I can't speak directly to what arrayQualityMetrics is doing, as you are just making general statements about something you have done.
However, if you think about what outlier means, you can see that choosing a fixed value is not a good idea. In other words, to say if a particular sample is an outlier, you need to first estimate the within group variability of the group the sample is assumed to belong to. Only then can you say if a sample is an outlier, because it is more different from the rest of the group than you expect, given the within-group variability that you have estimated.
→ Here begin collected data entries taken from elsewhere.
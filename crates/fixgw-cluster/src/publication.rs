//! Writer-side facade: a claim only succeeds while the local node is the
//! current leader.

use fixgw_transport::{BufferClaim, Publication};
use fixgw_types::{LogPosition, SessionId};

use crate::error::{ClusterError, Result};

/// Wraps a data-stream [`Publication`] and refuses every claim unless the
/// caller can show the local node currently holds leadership.
///
/// Leadership isn't tracked here — the role engine owns that single-writer
/// state — so every call takes the leader session id the caller most
/// recently observed (typically `RoleEngine::term_state().leader_session_id`).
pub struct ClusterPublication {
    publication: Publication,
    own_session_id: SessionId,
}

impl ClusterPublication {
    pub fn new(publication: Publication, own_session_id: SessionId) -> Self {
        Self {
            publication,
            own_session_id,
        }
    }

    pub fn own_session_id(&self) -> SessionId {
        self.own_session_id
    }

    fn require_leadership(&self, current_leader_session_id: Option<SessionId>) -> Result<()> {
        if current_leader_session_id == Some(self.own_session_id) {
            Ok(())
        } else {
            Err(ClusterError::NotLeader)
        }
    }

    /// Reserves `len` bytes on the data stream. Fails with
    /// [`ClusterError::NotLeader`] unless `current_leader_session_id`
    /// names this node.
    pub fn try_claim(&self, len: usize, current_leader_session_id: Option<SessionId>) -> Result<BufferClaim<'_>> {
        self.require_leadership(current_leader_session_id)?;
        self.publication
            .try_claim(len)
            .map_err(|_| ClusterError::NotLeader)
    }

    /// Convenience wrapper for callers that already have a complete
    /// fragment in hand.
    pub fn offer(&self, bytes: &[u8], current_leader_session_id: Option<SessionId>) -> Result<LogPosition> {
        self.require_leadership(current_leader_session_id)?;
        self.publication.offer(bytes).map_err(|_| ClusterError::NotLeader)
    }
}

#[cfg(test)]
mod tests {
    use super::*;
    use fixgw_transport::TransportLog;

    #[test]
    fn claim_rejected_when_not_leader() {
        let own = SessionId::new(1);
        let publication = ClusterPublication::new(Publication::new(TransportLog::new(own)), own);
        assert_eq!(publication.offer(b"hi", Some(SessionId::new(2))), Err(ClusterError::NotLeader));
        assert_eq!(publication.offer(b"hi", None), Err(ClusterError::NotLeader));
    }

    #[test]
    fn claim_accepted_while_leader() {
        let own = SessionId::new(1);
        let publication = ClusterPublication::new(Publication::new(TransportLog::new(own)), own);
        let position = publication.offer(b"hi", Some(own)).unwrap();
        assert_eq!(position, LogPosition::ZERO);
    }
}
// src/render/gauge.rs
//! Semicircular risk gauge

use std::f64::consts::PI;

pub const LOW_COLOR: &str = "#22c55e";
pub const MEDIUM_COLOR: &str = "#eab308";
pub const HIGH_COLOR: &str = "#ef4444";
pub const NEUTRAL_COLOR: &str = "#6366f1";
pub const TRACK_COLOR: &str = "#e2e8f0";

const CENTER_X: f64 = 100.0;
const CENTER_Y: f64 = 100.0;
const RADIUS: f64 = 70.0;
const STROKE: f64 = 20.0;

pub fn color_for_level(level: &str) -> &'static str {
    match level {
        "Low" => LOW_COLOR,
        "Medium" => MEDIUM_COLOR,
        "High" => HIGH_COLOR,
        _ => NEUTRAL_COLOR,
    }
}

#[derive(Debug, Clone, PartialEq)]
pub struct RiskGauge {
    pub score: f64,
    pub level: String,
    pub color: &'static str,
}

impl RiskGauge {
    pub fn new(score: f64, level: &str) -> Self {
        let score = if score.is_finite() {
            score.clamp(0.0, 100.0)
        } else {
            0.0
        };

        Self {
            score,
            level: level.to_string(),
            color: color_for_level(level),
        }
    }

    /// Filled share of the half circle, 0.0..=1.0
    pub fn proportion(&self) -> f64 {
        self.score / 100.0
    }

    /// Point on the arc for a proportion, starting at the left end
    fn arc_point(proportion: f64) -> (f64, f64) {
        let angle = PI * (1.0 - proportion);
        (
            CENTER_X + RADIUS * angle.cos(),
            CENTER_Y - RADIUS * angle.sin(),
        )
    }

    fn arc_path(proportion: f64) -> String {
        let (start_x, start_y) = Self::arc_point(0.0);
        let (end_x, end_y) = Self::arc_point(proportion);
        format!(
            "M {:.2} {:.2} A {r} {r} 0 0 1 {:.2} {:.2}",
            start_x,
            start_y,
            end_x,
            end_y,
            r = RADIUS
        )
    }

    pub fn to_svg(&self) -> String {
        let mut svg = format!(
            r#"<svg class="risk-gauge" viewBox="0 0 200 110" width="240" role="img" aria-label="Risk score {score} of 100"><path d="{track}" fill="none" stroke="{track_color}" stroke-width="{stroke}"/>"#,
            score = self.score,
            track = Self::arc_path(1.0),
            track_color = TRACK_COLOR,
            stroke = STROKE,
        );

        if self.proportion() > 0.0 {
            svg.push_str(&format!(
                r#"<path class="risk-gauge-fill" d="{}" fill="none" stroke="{}" stroke-width="{}"/>"#,
                Self::arc_path(self.proportion()),
                self.color,
                STROKE
            ));
        }

        svg.push_str("</svg>");
        svg
    }
}
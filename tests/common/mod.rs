#![allow(dead_code)]

use async_trait::async_trait;
use career_risk::assessment::{AssessmentRequest, AssessmentResult, AssessmentService};
use career_risk::errors::{ClientError, ExportError};
use career_risk::export::{DocumentRenderer, Exporter};
use career_risk::session::SessionStore;
use career_risk::validator::HostMatching;
use career_risk::{build_rocket, WebState};
use rocket::local::asynchronous::Client;
use std::sync::atomic::{AtomicUsize, Ordering};
use std::sync::{Arc, Mutex};
use tokio_util::sync::CancellationToken;

pub const FIXTURE: &str = include_str!("../fixtures/assessment.json");
pub const PROFILE_URL: &str = "https://www.linkedin.com/in/ada-lovelace";

pub const PNG_BYTES: &[u8] = &[
    0x89, 0x50, 0x4E, 0x47, 0x0D, 0x0A, 0x1A, 0x0A, 0x00, 0x00, 0x00, 0x0D,
];

pub fn sample_result() -> AssessmentResult {
    serde_json::from_str(FIXTURE).expect("fixture is a valid assessment")
}

/// Records every request and answers with a canned outcome
pub struct FakeService {
    pub calls: AtomicUsize,
    pub requests: Mutex<Vec<AssessmentRequest>>,
    response: Result<AssessmentResult, ClientError>,
}

impl FakeService {
    pub fn ok() -> Arc<Self> {
        Self::with_response(Ok(sample_result()))
    }

    pub fn failing(error: ClientError) -> Arc<Self> {
        Self::with_response(Err(error))
    }

    fn with_response(response: Result<AssessmentResult, ClientError>) -> Arc<Self> {
        Arc::new(Self {
            calls: AtomicUsize::new(0),
            requests: Mutex::new(Vec::new()),
            response,
        })
    }

    pub fn call_count(&self) -> usize {
        self.calls.load(Ordering::SeqCst)
    }

    pub fn last_request(&self) -> Option<AssessmentRequest> {
        self.requests.lock().unwrap().last().cloned()
    }
}

#[async_trait]
impl AssessmentService for FakeService {
    async fn analyze(
        &self,
        request: &AssessmentRequest,
        _cancel: &CancellationToken,
    ) -> Result<AssessmentResult, ClientError> {
        self.calls.fetch_add(1, Ordering::SeqCst);
        self.requests.lock().unwrap().push(request.clone());
        self.response.clone()
    }
}

pub struct StaticRenderer(pub Result<Vec<u8>, String>);

#[async_trait]
impl DocumentRenderer for StaticRenderer {
    async fn render(&self, _source: &str) -> Result<Vec<u8>, ExportError> {
        self.0.clone().map_err(ExportError::Render)
    }
}

pub fn pdf_renderer() -> StaticRenderer {
    StaticRenderer(Ok(b"%PDF-1.7 fake".to_vec()))
}

pub async fn client_with(service: Arc<FakeService>, renderer: StaticRenderer) -> Client {
    let state = WebState::new(
        SessionStore::new(service, HostMatching::Substring),
        Exporter::new(Box::new(renderer), "AI-Risk-Assessment"),
    );
    Client::tracked(build_rocket(state, 0))
        .await
        .expect("valid rocket instance")
}

pub async fn client(service: Arc<FakeService>) -> Client {
    client_with(service, pdf_renderer()).await
}

/// `application/x-www-form-urlencoded` body for the page form
pub fn form_body(profile_url: &str) -> String {
    format!("profile_url={}", urlencode(profile_url))
}

fn urlencode(value: &str) -> String {
    url::form_urlencoded::byte_serialize(value.as_bytes()).collect()
}

pub const BOUNDARY: &str = "X-CAREER-RISK-BOUNDARY";

/// Multipart body with a URL field and a screenshot file part
pub fn multipart_body(profile_url: &str, screenshot: &[u8]) -> Vec<u8> {
    let mut body = Vec::new();
    body.extend_from_slice(
        format!(
            "--{b}\r\nContent-Disposition: form-data; name=\"profile_url\"\r\n\r\n{url}\r\n",
            b = BOUNDARY,
            url = profile_url
        )
        .as_bytes(),
    );
    body.extend_from_slice(
        format!(
            "--{b}\r\nContent-Disposition: form-data; name=\"screenshot\"; filename=\"profile.png\"\r\nContent-Type: image/png\r\n\r\n",
            b = BOUNDARY
        )
        .as_bytes(),
    );
    body.extend_from_slice(screenshot);
    body.extend_from_slice(format!("\r\n--{}--\r\n", BOUNDARY).as_bytes());
    body
}
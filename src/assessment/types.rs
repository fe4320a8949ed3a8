// src/assessment/types.rs
use serde::{Deserialize, Serialize};
use std::fmt;

pub const SKILL_COUNT: usize = 5;
pub const FRAMEWORK_COUNT: usize = 3;

#[derive(Debug, Clone, Copy, PartialEq, Eq, Serialize, Deserialize)]
pub enum RiskLevel {
    Low,
    Medium,
    High,
}

impl RiskLevel {
    pub fn as_str(&self) -> &'static str {
        match self {
            Self::Low => "Low",
            Self::Medium => "Medium",
            Self::High => "High",
        }
    }

    /// Band policy the model is instructed to follow (0-30, 31-70, 71-100).
    pub fn for_score(score: f64) -> Self {
        if score <= 30.0 {
            Self::Low
        } else if score <= 70.0 {
            Self::Medium
        } else {
            Self::High
        }
    }
}

impl fmt::Display for RiskLevel {
    fn fmt(&self, f: &mut fmt::Formatter<'_>) -> fmt::Result {
        f.write_str(self.as_str())
    }
}

#[derive(Debug, Clone, PartialEq, Serialize, Deserialize)]
#[serde(rename_all = "camelCase")]
pub struct SkillImpact {
    pub skill: String,
    pub automation_potential: f64,
    pub irreplaceable_value: String,
}

#[derive(Debug, Clone, PartialEq, Serialize, Deserialize)]
pub struct HumanCentricEdge {
    pub archetype: String,
    pub explanation: String,
}

#[derive(Debug, Clone, PartialEq, Serialize, Deserialize)]
#[serde(rename_all = "camelCase")]
pub struct CareerFramework {
    pub name: String,
    pub concept: String,
    pub action_items: Vec<String>,
}

#[derive(Debug, Clone, PartialEq, Serialize, Deserialize)]
#[serde(rename_all = "camelCase")]
pub struct Guidance {
    pub strategic_advice: String,
    pub frameworks: Vec<CareerFramework>,
    pub positive_action_plan: Vec<String>,
}

#[derive(Debug, Clone, PartialEq, Serialize, Deserialize)]
#[serde(rename_all = "camelCase")]
pub struct AssessmentResult {
    #[serde(default, skip_serializing_if = "Option::is_none")]
    pub name: Option<String>,
    pub role: String,
    pub industry: String,
    pub overall_risk: RiskLevel,
    pub risk_score: f64,
    pub justification: String,
    pub skills_analysis: Vec<SkillImpact>,
    #[serde(default, skip_serializing_if = "Option::is_none")]
    pub skills_methodology: Option<String>,
    pub human_centric_edge: HumanCentricEdge,
    pub guidance: Guidance,
}

impl AssessmentResult {
    /// Checks the parts of the response contract serde cannot express:
    /// score ranges and fixed array cardinality.
    pub fn check_contract(&self) -> Result<(), String> {
        if !in_percent_range(self.risk_score) {
            return Err(format!("riskScore {} outside [0, 100]", self.risk_score));
        }

        if self.skills_analysis.len() != SKILL_COUNT {
            return Err(format!(
                "skillsAnalysis has {} entries, expected {}",
                self.skills_analysis.len(),
                SKILL_COUNT
            ));
        }

        if let Some(skill) = self
            .skills_analysis
            .iter()
            .find(|s| !in_percent_range(s.automation_potential))
        {
            return Err(format!(
                "automationPotential {} for '{}' outside [0, 100]",
                skill.automation_potential, skill.skill
            ));
        }

        if self.guidance.frameworks.len() != FRAMEWORK_COUNT {
            return Err(format!(
                "guidance.frameworks has {} entries, expected {}",
                self.guidance.frameworks.len(),
                FRAMEWORK_COUNT
            ));
        }

        Ok(())
    }

    /// Subject name for headings and file names
    pub fn display_name(&self) -> &str {
        self.name
            .as_deref()
            .map(str::trim)
            .filter(|n| !n.is_empty())
            .unwrap_or("Profile")
    }
}

fn in_percent_range(value: f64) -> bool {
    value.is_finite() && (0.0..=100.0).contains(&value)
}

#[derive(Clone, PartialEq)]
pub struct ProfileImage {
    pub mime_type: String,
    pub data: Vec<u8>,
}

impl fmt::Debug for ProfileImage {
    fn fmt(&self, f: &mut fmt::Formatter<'_>) -> fmt::Result {
        f.debug_struct("ProfileImage")
            .field("mime_type", &self.mime_type)
            .field("len", &self.data.len())
            .finish()
    }
}

#[derive(Debug, Clone, PartialEq)]
pub struct AssessmentRequest {
    pub profile_url: String,
    pub image: Option<ProfileImage>,
}

impl AssessmentRequest {
    pub fn new(profile_url: impl Into<String>) -> Self {
        Self {
            profile_url: profile_url.into(),
            image: None,
        }
    }

    pub fn with_image(mut self, image: ProfileImage) -> Self {
        self.image = Some(image);
        self
    }
}

#[cfg(test)]
pub(crate) mod fixtures {
    use super::*;

    pub fn sample_result() -> AssessmentResult {
        AssessmentResult {
            name: Some("Jane Doe".to_string()),
            role: "Senior Software Engineer & AI Consultant".to_string(),
            industry: "Information Technology".to_string(),
            overall_risk: RiskLevel::Medium,
            risk_score: 48.0,
            justification: "Routine coding is increasingly automated.".to_string(),
            skills_analysis: vec![
                skill("Rust", 35.0),
                skill("System Design", 20.0),
                skill("Code Review", 55.0),
                skill("Mentoring", 10.0),
                skill("Test Automation", 80.0),
            ],
            skills_methodology: Some("Ranked by frequency and seniority.".to_string()),
            human_centric_edge: HumanCentricEdge {
                archetype: "The Systems Diplomat".to_string(),
                explanation: "Bridges people and platforms.".to_string(),
            },
            guidance: Guidance {
                strategic_advice: "Lean into architecture and mentoring.".to_string(),
                frameworks: vec![
                    framework("Ikigai"),
                    framework("Skill Stacking"),
                    framework("T-Shaped"),
                ],
                positive_action_plan: vec![
                    "Lead one design review per month".to_string(),
                    "Publish a write-up of a recent project".to_string(),
                ],
            },
        }
    }

    pub fn skill(name: &str, automation: f64) -> SkillImpact {
        SkillImpact {
            skill: name.to_string(),
            automation_potential: automation,
            irreplaceable_value: format!("Judgement in {}", name),
        }
    }

    fn framework(name: &str) -> CareerFramework {
        CareerFramework {
            name: name.to_string(),
            concept: format!("{} applied to your career", name),
            action_items: vec!["Reflect".to_string(), "Act".to_string()],
        }
    }
}
// src/cli.rs
use anyhow::{bail, Context, Result};
use clap::{Parser, Subcommand};
use std::fmt::Write as _;
use std::path::PathBuf;
use std::sync::Arc;
use tracing::{info, warn};

use crate::assessment::{AssessmentResult, AssessmentService, GeminiClient};
use crate::config::AppConfig;
use crate::export::{Exporter, TypstRenderer};
use crate::image_validator::ImageValidator;
use crate::session::{ExportOutcome, SessionController, SubmitOutcome};

#[derive(Parser)]
#[command(name = "career-risk")]
#[command(version, about = "Assess how exposed a LinkedIn profile is to AI automation")]
pub struct Cli {
    #[command(subcommand)]
    pub command: Option<Command>,
}

#[derive(Subcommand)]
pub enum Command {
    /// Run the web server (default)
    Serve {
        #[arg(long)]
        port: Option<u16>,
    },
    /// Assess one profile and print the report
    Assess {
        url: String,
        /// Screenshot of the profile, used as the primary source
        #[arg(long)]
        screenshot: Option<PathBuf>,
        /// Also write the PDF report into this directory
        #[arg(long)]
        pdf: Option<PathBuf>,
        /// Print the raw assessment JSON instead of the text report
        #[arg(long)]
        json: bool,
    },
}

pub async fn handle_assess_command(
    config: &AppConfig,
    url: String,
    screenshot: Option<PathBuf>,
    pdf: Option<PathBuf>,
    json: bool,
) -> Result<()> {
    let client = GeminiClient::new(config.gemini.clone())?;
    let service: Arc<dyn AssessmentService> = Arc::new(client);
    let controller = SessionController::new(service, config.host_matching);

    let image = match screenshot {
        Some(path) => Some(
            ImageValidator::read_upload(&path)
                .await
                .map_err(|e| anyhow::anyhow!("{} ({})", e.message, e.suggestion))?,
        ),
        None => None,
    };

    let submit = controller.submit(&url, image);
    tokio::pin!(submit);
    let outcome = tokio::select! {
        outcome = &mut submit => outcome,
        _ = tokio::signal::ctrl_c() => {
            warn!("Interrupted, cancelling assessment");
            controller.cancel().await;
            submit.await
        }
    };

    let result = match outcome {
        SubmitOutcome::Completed(result) => result,
        SubmitOutcome::Rejected(e) => bail!("{}", e),
        SubmitOutcome::Failed(e) => {
            return Err(anyhow::Error::new(e).context(crate::errors::ANALYSIS_FAILED_MESSAGE))
        }
        SubmitOutcome::Ignored => bail!("Assessment did not start"),
    };

    if json {
        println!(
            "{}",
            serde_json::to_string_pretty(&result).context("Failed to serialize assessment")?
        );
    } else {
        print!("{}", text_report(&result));
    }

    if let Some(dir) = pdf {
        let exporter = Arc::new(Exporter::new(
            Box::new(
                TypstRenderer::new(config.typst_bin.clone()).with_timeout(config.export_timeout),
            ),
            config.report_prefix.clone(),
        ));
        match controller.export_requested(exporter).await {
            ExportOutcome::Completed(document) => {
                tokio::fs::create_dir_all(&dir)
                    .await
                    .with_context(|| format!("Failed to create {}", dir.display()))?;
                let path = dir.join(&document.filename);
                tokio::fs::write(&path, &document.bytes)
                    .await
                    .with_context(|| format!("Failed to write {}", path.display()))?;
                info!("PDF report written to {}", path.display());
            }
            ExportOutcome::Failed(e) => {
                return Err(anyhow::Error::new(e).context("Failed to generate PDF"))
            }
            ExportOutcome::Ignored => bail!("Nothing to export"),
        }
    }

    Ok(())
}

/// Plain-text rendition of the dashboard for terminals
pub fn text_report(result: &AssessmentResult) -> String {
    let mut out = String::new();
    let _ = writeln!(out, "{}", result.display_name());
    let _ = writeln!(out, "{} / {}", result.role, result.industry);
    let _ = writeln!(
        out,
        "\nRisk: {} ({}/100)\n{}",
        result.overall_risk, result.risk_score, result.justification
    );

    let _ = writeln!(out, "\nSkills");
    for (i, skill) in result.skills_analysis.iter().enumerate() {
        let _ = writeln!(
            out,
            "  {}. {:<28} {:>5.1}%  {}",
            i + 1,
            skill.skill,
            skill.automation_potential,
            skill.irreplaceable_value
        );
    }
    if let Some(methodology) = &result.skills_methodology {
        let _ = writeln!(out, "  ({})", methodology);
    }

    let _ = writeln!(
        out,
        "\nHuman advantage: {}\n{}",
        result.human_centric_edge.archetype, result.human_centric_edge.explanation
    );

    let _ = writeln!(out, "\nStrategy\n{}", result.guidance.strategic_advice);
    for framework in &result.guidance.frameworks {
        let _ = writeln!(out, "\n  {}: {}", framework.name, framework.concept);
        for item in &framework.action_items {
            let _ = writeln!(out, "    - {}", item);
        }
    }

    let _ = writeln!(out, "\nAction plan");
    for step in &result.guidance.positive_action_plan {
        let _ = writeln!(out, "  - {}", step);
    }
    out
}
So if you have a group of samples that are all very similar, it won't take much for you to consider a sample to be an outlier. But if you have a group that is really quite variable, it will take a much larger difference before you will think it's not just expected variation, but excessive variation.
You have asked questions previously about the limma package, so it may be helpful to point out that limma's arrayWeights function allows you to downweight noisy samples in a quantitative way. In a limma analysis you don't need to make a hard decision about whether to keep or discard a sample, instead you can keep borderline samples in the analysis but downweight them accordingly.